High-fashion, low rent refers to the playful relationship between the rarified objects in life with the more mass-produced and accessible. G-Shock often delivers great examples of this interplay, whether it’s Tom Sachs’ Casio G-Shock, featured in A Man & His Watch, that he customised with a Hermès-esque Cape Cod double-loop strap, or even the full metal gold-tone G-Shock. These are products that you anticipate to be a dime a dozen but that have, in fact, been executed in a way that nudges them into a far more exclusive bracket.
Another great example of high-fashion, low-rent is the Casio G-Shock GA2100-1A (AKA the CasiOak). Thanks to its slimline case profile and octagonal bezel, it presented the watch community with a way to engage with the design of an iconic timepiece – Gerald Genta’s Audemars Piguet Royal Oak – a watch that would likely remain forever out of most watch buyers’ reach. So what did we start to see shortly after the CasiOak’s release? Modification kits that anyone could use at home to make their new Casio look a little more refined and Vallée de Joux.
Now, modification in the watch world isn’t a new thing. In fact, there is an entire industry built on the back of enthusiasts who like to tinker with their watches to get them just right. And while this tinkering is usually focused on the more affordable end of the market, it certainly isn’t populated by those whose buying power is limited. You’re more than likely to see some of the most interesting watch modifications executed by serious collectors.
So how did I become aware of the of the option to turn the CasiOak Genta inspiration up to 11? Instagram of course. While scrolling through my feed one day I saw a photo that made me pause, because it was one of the most complete and sophisticated modifications I’d ever seen. This wasn’t just a painted dial or new ceramic bezel insert. It was an entirely new case and integrated bracelet, complete with an even brushed finish and butterfly clasp for the bracelet. Wow.
I didn’t think too much of it until, in the dark depths of the Melbourne lockdown last year, I saw a complete set with the modification kit and the Casio G-Shock GA2100-1A come up on sale in a local watch sales group. The price was just $200AUD, so I sent the gentleman a message enquiring about the watch. Within a few days it arrived at my door and I had it in my hands.
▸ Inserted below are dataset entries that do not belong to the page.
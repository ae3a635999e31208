//! Spatial world the swarm moves in
//!
//! A bounded, non-toroidal grid where several drones may share a cell. The
//! behavioral engine only talks to it through [`SpatialWorld`]; the fire
//! spread model is external and only marks cells as burning.

use crate::types::*;
use heapless::Vec as HVec;
use std::collections::{BTreeSet, HashMap};

/// Moore neighborhood of radius 1 (including the center)
pub type Neighborhood = HVec<GridPos, 9>;

/// Spatial index consumed by the behavioral engine
pub trait SpatialWorld {
    /// Grid width in cells
    fn width(&self) -> u32;

    /// Grid height in cells
    fn height(&self) -> u32;

    /// Whether `pos` lies outside the grid
    fn out_of_bounds(&self, pos: GridPos) -> bool {
        pos.x < 0 || pos.y < 0 || pos.x >= self.width() as i32 || pos.y >= self.height() as i32
    }

    /// Nearest in-bounds cell to `pos`
    fn clamp(&self, pos: GridPos) -> GridPos {
        GridPos {
            x: pos.x.clamp(0, self.width() as i32 - 1),
            y: pos.y.clamp(0, self.height() as i32 - 1),
        }
    }

    /// Put a new agent on the grid
    fn place_agent(&mut self, agent: DroneId, pos: GridPos) -> Result<()>;

    /// Move an agent; positions outside the grid are clamped
    fn move_agent(&mut self, agent: DroneId, pos: GridPos);

    /// Current cell of an agent
    fn position_of(&self, agent: DroneId) -> Option<GridPos>;

    /// Agents within Chebyshev `radius` of `pos`.
    ///
    /// Cells are scanned column by column (x outer, y inner), agents within a
    /// cell in arrival order, so results are deterministic.
    fn get_neighbors(&self, pos: GridPos, radius: u32, include_center: bool) -> Vec<DroneId>;

    /// In-bounds cells of the Moore neighborhood of `pos`
    fn neighborhood(&self, pos: GridPos, include_center: bool) -> Neighborhood {
        let mut cells = Neighborhood::new();
        for dx in -1..=1 {
            for dy in -1..=1 {
                if dx == 0 && dy == 0 && !include_center {
                    continue;
                }
                let cell = GridPos::new(pos.x + dx, pos.y + dy);
                if !self.out_of_bounds(cell) {
                    // at most 9 cells
                    let _ = cells.push(cell);
                }
            }
        }
        cells
    }

    /// Burning cells within Chebyshev `radius` of `pos`
    fn burning_cells_within(&self, _pos: GridPos, _radius: u32) -> Vec<GridPos> {
        Vec::new()
    }
}

/// Bounded multi-agent grid with burning cells
#[derive(Debug, Clone, Default)]
pub struct GridWorld {
    width: u32,
    height: u32,
    cells: HashMap<GridPos, Vec<DroneId>>,
    positions: HashMap<DroneId, GridPos>,
    burning: BTreeSet<GridPos>,
}

impl GridWorld {
    /// Create an empty grid
    pub fn new(width: u32, height: u32) -> Self {
        Self {
            width,
            height,
            ..Self::default()
        }
    }

    /// Agents in a single cell
    pub fn agents_at(&self, pos: GridPos) -> &[DroneId] {
        self.cells.get(&pos).map(Vec::as_slice).unwrap_or(&[])
    }

    /// Number of agents on the grid
    pub fn agent_count(&self) -> usize {
        self.positions.len()
    }

    /// Mark a cell as burning
    pub fn ignite(&mut self, pos: GridPos) -> Result<()> {
        if self.out_of_bounds(pos) {
            return Err(SwarmError::OutOfBounds(pos));
        }
        self.burning.insert(pos);
        Ok(())
    }

    /// Mark a cell as burnt out
    pub fn extinguish(&mut self, pos: GridPos) -> bool {
        self.burning.remove(&pos)
    }

    /// Whether a cell is burning
    pub fn is_burning(&self, pos: GridPos) -> bool {
        self.burning.contains(&pos)
    }

    /// All burning cells
    pub fn burning_cells(&self) -> impl Iterator<Item = &GridPos> {
        self.burning.iter()
    }

    fn remove_from_cell(&mut self, agent: DroneId, pos: GridPos) {
        if let Some(list) = self.cells.get_mut(&pos) {
            list.retain(|a| *a != agent);
            if list.is_empty() {
                self.cells.remove(&pos);
            }
        }
    }
}

impl SpatialWorld for GridWorld {
    fn width(&self) -> u32 {
        self.width
    }

    fn height(&self) -> u32 {
        self.height
    }

    fn place_agent(&mut self, agent: DroneId, pos: GridPos) -> Result<()> {
        if self.out_of_bounds(pos) {
            return Err(SwarmError::OutOfBounds(pos));
        }
        if let Some(old) = self.positions.insert(agent, pos) {
            self.remove_from_cell(agent, old);
        }
        self.cells.entry(pos).or_default().push(agent);
        Ok(())
    }

    fn move_agent(&mut self, agent: DroneId, pos: GridPos) {
        let pos = self.clamp(pos);
        match self.positions.get(&agent).copied() {
            Some(old) if old == pos => {}
            Some(old) => {
                self.remove_from_cell(agent, old);
                self.positions.insert(agent, pos);
                self.cells.entry(pos).or_default().push(agent);
            }
            None => {
                self.positions.insert(agent, pos);
                self.cells.entry(pos).or_default().push(agent);
            }
        }
    }

    fn position_of(&self, agent: DroneId) -> Option<GridPos> {
        self.positions.get(&agent).copied()
    }

    fn get_neighbors(&self, pos: GridPos, radius: u32, include_center: bool) -> Vec<DroneId> {
        let r = i64::from(radius);
        let span = |center: i32, len: u32| {
            let low = (i64::from(center) - r).max(0);
            let high = (i64::from(center) + r).min(i64::from(len) - 1);
            // both ends fit the grid, which fits i32
            (low as i32)..=(high as i32)
        };
        let mut found = Vec::new();
        for x in span(pos.x, self.width) {
            for y in span(pos.y, self.height) {
                let cell = GridPos::new(x, y);
                if cell == pos && !include_center {
                    continue;
                }
                if let Some(agents) = self.cells.get(&cell) {
                    found.extend_from_slice(agents);
                }
            }
        }
        found
    }

    fn burning_cells_within(&self, pos: GridPos, radius: u32) -> Vec<GridPos> {
        self.burning
            .iter()
            .filter(|cell| pos.chebyshev_distance(cell) <= radius)
            .copied()
            .collect()
    }
}
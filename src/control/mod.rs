//! Drone behavior control: decision, state machine and navigation

pub mod decision;
pub mod navigation;
pub mod state_machine;

pub use decision::{decide, role_switch_event, DecisionInputs};
pub use navigation::{change_target, formation_move, FormationMove};
pub use state_machine::{next_state, DroneEvent, DroneState, EntryAction, GuardInputs};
I sat down with the box and opened it, finding the original box and papers for Casio, as well as the kit for the modification. The modification kit included the case and bracelet for the watch, as well as a set of screwdrivers that you’d need to actually do the modification. Overall, the kit looked to be fairly well made for what it had cost with the tools doing everything they needed without any drama.
In terms of the quality of the case and bracelet, I’ll admit my expectations were pretty low. After all, the RRP of the Casio alone was nearly 50% more than what I had paid for the entire package. Once I had the bracelet in my hands, however, it was hard not to be pretty impressed. The bracelet could be adjusted by removing the link screws, which was simple to do and it secured around your wrist easily with the butterfly clasp that was invisible when closed.
What also impressed me was the level of detail that had been achieved with the bracelet and case. The bracelet tapered nicely from the case, with each link featuring vertically brushed flat surfaces and faceted edges. Likewise the flat surfaces of the case were vertically brushed, and the sloping sides of the bezel were polished, and the cut out apertures for the four buttons on the case sides.
It’s a thing of beauty to look at and to hold, but here’s the catch: it’s not as comfortable as other bracelets that look similar. The heaviness of the steel, combined with the imperfect machining makes it a little unbalanced on the wrist, as well as being liable to enthusiastically relieve you of wrist hair. The way the bracelet is structured also leaves very little room for lateral flexion to accommodate your wrist as you go about your day, which makes it something you are constantly aware of as you wear it.
The other disappointing feature was the lack of micro adjustment, which isn’t something you would expect from a bracelet that looks like this, but is a negative that is magnified thanks to the size of the case. Rather than the slimline and compact case that the bracelet was originally designed for, the comparatively bulky case needs a bracelet or strap that sits snugly against your wrist, not loosely floating like this bracelet is prone to.
As a result, it doesn’t get as much wrist action as it might if the bracelet was more comfortable. Despite that, it’s still a fun piece to have in the collection, and is great to wear from time to time. It’s also a reminder of how far the watch community has come that the industry behind modding can even exist. The fact that collectors from all walks of life are looking to customise some of the watches in their collection is exciting, and speaks to a world on the other side of steel-sports watches hysteria where individual personality is prioritised over being in the cool crowd.
The increasing popularity of customisation and modification may even reach a point where the snake begins to eat its own tail and watches built to look like other watches become the best known versions of that watch. Anecdotally, I heard the story of a friend who posted a photo of their desirable Rolex on Instagram and someone commented that it looked like a modified Seiko. The irony was that the Seiko mod was built using the Rolex as a reference.
It’s an increasingly tangled web of visual impression and design inspiration that is mixing the high and low more and more. My hope is that the melange encourages people to wear and collect what they like, not simply the vogue look of the moment.